PERIGO ZOONOSE
Biólogo alerta para risco de raiva e Herpes B após mordida de macaco
Segundo especialista, proximidade evolutiva entre humanos e primatas facilita transmissão de vírus letais. Doenças como a raiva podem ter taxa de mortalidade próxima de 100% se não tratadas a tempo.
A suspeita de que a morte da atriz turca Ece Irtem tenha sido causada por uma infecção após mordida de macaco acendeu o alerta sobre os graves perigos de zoonoses transmitidas por primatas. Segundo o biólogo Fabiano Soares, a proximidade evolutiva entre macacos e humanos facilita a circulação de microrganismos letais através da saliva ou arranhões.
Diante do risco de transmissão de doenças como a raiva e o vírus Herpes B, médicos recomendam que qualquer pessoa ferida por um animal silvestre busque atendimento médico hospitalar imediato para receber o protocolo preventivo. Os sintomas podem demorar meses para aparecer e, quando surgem, a taxa de mortalidade é próxima de 100%.
Entenda os riscos

Segundo o biólogo, a gravidade do ferimento inicial nem sempre reflete o perigo real da contaminação, pois um arranhão superficial é suficiente para inocular vírus e bactérias profundamente nos tecidos humanos.
“Entre as maiores ameaças está a raiva, que ataca o sistema nervoso central de forma silenciosa e causa sintomas neurológicos irreversíveis, como confusão mental e paralisia, após um longo período de incubação.”
Além disso, a cavidade oral dos macacos abriga bactérias que provocam infecções locais graves, abscessos e celulites que podem evoluir rapidamente para um quadro de sepse (infecção generalizada) e falência de órgãos.
O especialista ressalta que os macacos não são animais naturalmente agressivos e os acidentes ocorrem quase exclusivamente pela conduta humana inadequada.
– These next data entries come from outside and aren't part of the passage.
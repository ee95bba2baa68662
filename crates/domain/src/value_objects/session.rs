//! Authenticated session held by the client

use serde::{Deserialize, Serialize};

/// The logged-in player's identity
///
/// Stored under the `currentUser` key as JSON `{"id": .., "username": ..}`.
#[derive(Debug, Clone, PartialEq, Eq, Serialize, Deserialize)]
pub struct CurrentUser {
    pub id: String,
    pub username: String,
}

impl CurrentUser {
    pub fn new(id: impl Into<String>, username: impl Into<String>) -> Self {
        Self {
            id: id.into(),
            username: username.into(),
        }
    }
}

/// Authentication token plus the user it belongs to
///
/// Both fields are absent while logged out. A session only counts as
/// authenticated once a token and a user with a non-empty username are both
/// present.
#[derive(Debug, Clone, Default, PartialEq, Eq)]
pub struct Session {
    pub access_token: Option<String>,
    pub user: Option<CurrentUser>,
}

impl Session {
    pub fn new(access_token: impl Into<String>, user: CurrentUser) -> Self {
        Self {
            access_token: Some(access_token.into()),
            user: Some(user),
        }
    }

    /// Whether a token is held, regardless of the user record
    pub fn has_token(&self) -> bool {
        self.access_token.is_some()
    }

    /// Whether the session is complete enough to resume at startup
    pub fn is_authenticated(&self) -> bool {
        self.access_token.is_some()
            && self
                .user
                .as_ref()
                .is_some_and(|user| !user.username.is_empty())
    }

    /// Reset both fields to absent
    pub fn clear(&mut self) {
        self.access_token = None;
        self.user = None;
    }
}
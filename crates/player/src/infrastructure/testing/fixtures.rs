//! Simple test fixtures used across unit tests.

use serde_json::{json, Value};

use crate::ports::outbound::ApiError;

pub fn api_request_failed(msg: &str) -> ApiError {
    ApiError::RequestFailed(msg.to_string())
}

pub fn http_error(status: u16, message: Option<&str>) -> ApiError {
    ApiError::HttpError {
        status,
        message: message.map(str::to_string),
    }
}

/// Inventory body holding a single sword
pub fn sword_inventory_json() -> Value {
    json!({
        "inventory": [
            {"itemName": "Sword", "itemType": "weapon", "quantity": 1, "properties": {"damage": "10"}}
        ]
    })
}
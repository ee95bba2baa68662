//! Inventory item entity - an item owned by the authenticated player
//!
//! Items are immutable values fetched wholesale on every inventory load.
//! They carry no identity across loads: a refresh replaces the whole list.

use std::fmt;

use serde::{Deserialize, Serialize};

/// Category of an inventory item
///
/// The server sends the type as a free-form lowercase string. The four known
/// categories get dedicated variants; anything else is kept verbatim in
/// `Other` so the raw value can still be shown on the type badge.
#[derive(Debug, Clone, PartialEq, Eq, Hash, Serialize, Deserialize)]
#[serde(from = "String", into = "String")]
pub enum ItemType {
    Weapon,
    Armor,
    Consumable,
    Special,
    Other(String),
}

impl ItemType {
    /// The wire/badge name of this type
    pub fn as_str(&self) -> &str {
        match self {
            Self::Weapon => "weapon",
            Self::Armor => "armor",
            Self::Consumable => "consumable",
            Self::Special => "special",
            Self::Other(raw) => raw,
        }
    }
}

impl From<String> for ItemType {
    fn from(raw: String) -> Self {
        match raw.as_str() {
            "weapon" => Self::Weapon,
            "armor" => Self::Armor,
            "consumable" => Self::Consumable,
            "special" => Self::Special,
            _ => Self::Other(raw),
        }
    }
}

impl From<&str> for ItemType {
    fn from(raw: &str) -> Self {
        Self::from(raw.to_string())
    }
}

impl From<ItemType> for String {
    fn from(item_type: ItemType) -> Self {
        item_type.as_str().to_string()
    }
}

impl fmt::Display for ItemType {
    fn fmt(&self, f: &mut fmt::Formatter<'_>) -> fmt::Result {
        f.write_str(self.as_str())
    }
}

/// A single key/value property of an item, e.g. `damage: 10`
#[derive(Debug, Clone, PartialEq, Eq, Serialize, Deserialize)]
pub struct ItemProperty {
    pub key: String,
    pub value: String,
}

impl ItemProperty {
    pub fn new(key: impl Into<String>, value: impl Into<String>) -> Self {
        Self {
            key: key.into(),
            value: value.into(),
        }
    }
}

/// An item in the player's inventory
///
/// Simple data struct: every combination of field values is valid. Properties
/// keep the order the server sent them in.
#[derive(Debug, Clone, PartialEq, Eq, Serialize, Deserialize)]
pub struct InventoryItem {
    pub item_name: String,
    pub item_type: ItemType,
    pub quantity: u32,
    #[serde(default)]
    pub properties: Vec<ItemProperty>,
}

impl InventoryItem {
    pub fn new(item_name: impl Into<String>, item_type: ItemType, quantity: u32) -> Self {
        Self {
            item_name: item_name.into(),
            item_type,
            quantity,
            properties: Vec::new(),
        }
    }

    /// Builder-style helper to append a property
    pub fn with_property(mut self, key: impl Into<String>, value: impl Into<String>) -> Self {
        self.properties.push(ItemProperty::new(key, value));
        self
    }
}
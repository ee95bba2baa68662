//! Value objects - Immutable objects defined by their attributes

mod inventory_stats;
mod session;
mod settings;
mod tab;

pub use inventory_stats::InventoryStats;
pub use session::{CurrentUser, Session};
pub use settings::{parse_flag, ClientSettings, DEFAULT_API_URL};
pub use tab::Tab;
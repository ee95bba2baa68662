//! Application services

mod session_store;

pub use session_store::SessionStore;
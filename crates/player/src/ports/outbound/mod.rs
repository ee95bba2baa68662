//! Outbound ports - Interfaces for external services
//!
//! These ports define the contracts that infrastructure adapters must implement,
//! allowing the session client to interact with the game API, durable storage
//! and the UI layer without depending on concrete implementations.

pub mod api_port;
pub mod platform;
pub mod raw_api_port;
pub mod ui_port;

pub use api_port::ApiError;
pub use platform::{storage_keys, SleepProvider, StorageProvider};
pub use raw_api_port::RawApiPort;
pub use ui_port::{UiPort, UiUpdate};

#[cfg(any(test, feature = "testing"))]
pub use raw_api_port::MockRawApiPort;
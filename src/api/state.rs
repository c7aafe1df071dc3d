//! Application state for the shift payroll API.
//!
//! This module defines the shared application state that is available
//! to all request handlers.

use std::sync::Arc;

use crate::config::{ConfigLoader, RatesConfig, ValidationLimits};

/// Shared application state.
///
/// Holds the loaded payroll configuration. The engine itself keeps no
/// records between requests.
#[derive(Clone)]
pub struct AppState {
    config: Arc<ConfigLoader>,
}

impl AppState {
    /// Creates a new application state with the given configuration loader.
    pub fn new(config: ConfigLoader) -> Self {
        Self {
            config: Arc::new(config),
        }
    }

    /// Returns the configured hourly rates.
    pub fn rates(&self) -> &RatesConfig {
        self.config.rates()
    }

    /// Returns the limits used when validating records.
    pub fn validation(&self) -> &ValidationLimits {
        self.config.validation()
    }
}
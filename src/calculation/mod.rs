//! Calculation logic for the shift payroll engine.
//!
//! This module contains the pure calculations behind payroll: turning one
//! shift's times into worked hours and earnings, aggregating an employee's
//! shifts and advances over a pay period, refreshing stale cached figures,
//! and filtering shift listings with their running totals.

mod period_aggregator;
mod recalculation;
mod shift_calculator;
mod shift_query;

pub use period_aggregator::{aggregate, shift_figures};
pub use recalculation::{RecalculationResult, recalculate_shifts};
pub use shift_calculator::{
    ShiftCalculation, calculate_recorded_shift, calculate_shift, round_to_cents,
};
pub use shift_query::{ShiftQuery, ShiftStatistics};
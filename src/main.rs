use std::error::Error;

use shift_payroll::api::{AppState, create_router};
use shift_payroll::config::ConfigLoader;
use tracing::info;

const CONFIG_DIR_ENV: &str = "SHIFT_PAYROLL_CONFIG";
const DEFAULT_CONFIG_DIR: &str = "./config/payroll";

#[tokio::main]
async fn main() -> Result<(), Box<dyn Error>> {
    let config_dir =
        std::env::var(CONFIG_DIR_ENV).unwrap_or_else(|_| DEFAULT_CONFIG_DIR.to_string());
    let config = ConfigLoader::load(&config_dir)?;

    let env_filter = tracing_subscriber::EnvFilter::try_from_default_env()
        .unwrap_or_else(|_| "shift_payroll=info".into());
    if config.settings().logging.json {
        tracing_subscriber::fmt()
            .with_env_filter(env_filter)
            .json()
            .init();
    } else {
        tracing_subscriber::fmt().with_env_filter(env_filter).init();
    }

    let bind_address = config.settings().server.bind_address.clone();
    info!(
        config_dir = %config_dir,
        default_hourly_rate = config.default_hourly_rate(),
        "Configuration loaded"
    );

    let app = create_router(AppState::new(config));
    let listener = tokio::net::TcpListener::bind(&bind_address).await?;

    info!(address = %bind_address, "shift-payroll server listening");
    axum::serve(listener, app).await?;

    Ok(())
}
“O hábito de turistas e moradores de tentar alimentar, tocar ou se aproximar dos primatas para tirar fotografias faz com que os animais reajam por medo, estresse ou defesa de seu território”, explica. A invasão desse espaço silvestre é o principal gatilho para os ataques, transformando uma interação recreativa em um caso de emergência médica.

Para evitar riscos de morte e garantir a preservação ambiental, Fabiano reforça que o isolamento e o respeito à fauna são as melhores defesas.
A orientação padrão para a população é observar os animais apenas à distância, nunca tentar domesticá-los em ambientes públicos e jamais oferecer alimentos.
“Manter o distanciamento correto protege a saúde pública contra vírus incuráveis e assegura que os primatas continuem desempenhando seu papel ecológico fundamental nas florestas e matas”, conclui o biólogo.